Bullish trading was also seen in CBS, Forest Oil (FST), and Whiting Petroleum (WLL).
Thursday’s Bearish Trading
Weatherford (WFT) added 49 cents to $13.38 Thursday and options volume on the oil driller was 3.5X the daily average, driven by September 13 straddle buying. In afternoon action, an investor bought 8,000 September 13 calls on WFT for 57 cents and bought 8,000 September 13 puts for 15 cents. The straddle, for 72 cents, traded on ISE and data from the exchange was reporting closing buyer. More than 38,000 of the Sep 13 calls and 24,400 Sep 13 puts traded on the day and the activity probably offsets straddles, which were apparently being sold-to-open in late-August. For example, on August 22, the same Sep 13 straddle traded at $1.08, 2500X. At that time, the stock was at $12.78 and 4.5 percent below current levels. Although the stock has moved, the straddle is being bought to close for less premium Thursday because time decay has helped the position. In addition, implied volatility apparently dropped from about 38 to 35, which helped the straddle write as well. The overall action isn’t really bearish or bullish trading, but by closing the straddle Thursday, the investor is possibly trying to avoid the risk of holding the short straddle ahead of next week’s expiration.

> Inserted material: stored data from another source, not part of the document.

//! Status polling configuration.

use serde::{Deserialize, Serialize};

/// Configuration for the status polling loop.
#[derive(Debug, Clone, Serialize, Deserialize)]
pub struct PollingConfig {
    /// Delay before the first poll after episode creation (seconds).
    #[serde(default = "default_initial_delay")]
    pub initial_delay_secs: f64,

    /// Multiplier applied to the delay on every requeue.
    #[serde(default = "default_growth_factor")]
    pub growth_factor: f64,

    /// Upper bound on the poll delay (seconds).
    #[serde(default = "default_max_delay")]
    pub max_delay_secs: f64,

    /// How many times episodes whose remote job never reports a status are
    /// requeued before being abandoned with a warning.
    #[serde(default = "default_max_requeue_count")]
    pub max_requeue_count: u32,
}

fn default_initial_delay() -> f64 {
    10.0
}

fn default_growth_factor() -> f64 {
    1.1
}

fn default_max_delay() -> f64 {
    3600.0 // 60 minutes
}

fn default_max_requeue_count() -> u32 {
    60
}

impl PollingConfig {
    /// Next backoff delay: current delay grown by the factor, capped.
    pub fn next_delay(&self, current_secs: f64) -> f64 {
        (current_secs * self.growth_factor).min(self.max_delay_secs)
    }
}

impl Default for PollingConfig {
    fn default() -> Self {
        Self {
            initial_delay_secs: default_initial_delay(),
            growth_factor: default_growth_factor(),
            max_delay_secs: default_max_delay(),
            max_requeue_count: default_max_requeue_count(),
        }
    }
}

Bearish trading was also seen in Keycorp (KEY), DISH Network (DISH), and Chesapeake (CHK).
Index Recap
The S&P 500 (SPX) gained 23.43 points to 1,459.99 and rallied to its best levels since December 2007 Thursday. CBOE Volatility Index (VIX), which tracks the expected volatility priced into SPX options, lost 11.1 percent to 14.05 and finished near session lows. VIX hit a multi-year low of 13.3 in mid-August and then bounced higher through early-September. While the index is falling again, there’s an important difference between the options market in mid-September, compared to a month ago. Namely, we have volume! Nearly 23 million contracts traded across the options exchanges Thursday, which is significantly better than the average daily volume of 13.6 million contracts seen in August. It also represents the highest one day options volume since May 18.
Analyzing the ETF Market
Volume surged in the exchange-traded funds world Thursday. 1.5 billion shares traded on the SPDR 500 Trust (SPY), PowerShares QQQ (QQQ), and other ETFs, which is more than double the average daily volume seen during the past month. 10.6 billion contracts traded on the funds as well, which is also more than double the daily average, according to Trade Alert data. Of that, about 4.5 million contracts were in the SPDR 500 Trust, SPY. 630K contracts traded on the SPDR Gold Trust (GLD), 576K on the SPDR Financials (XLF), 562K on the iShares Emerging Markets Fund (EEM), 465K on the iShares Silver Fund (SLV), and 192K on the Market Vectors Gold Fund (GDX). There was a lot of interest in the financials and metals Thursday.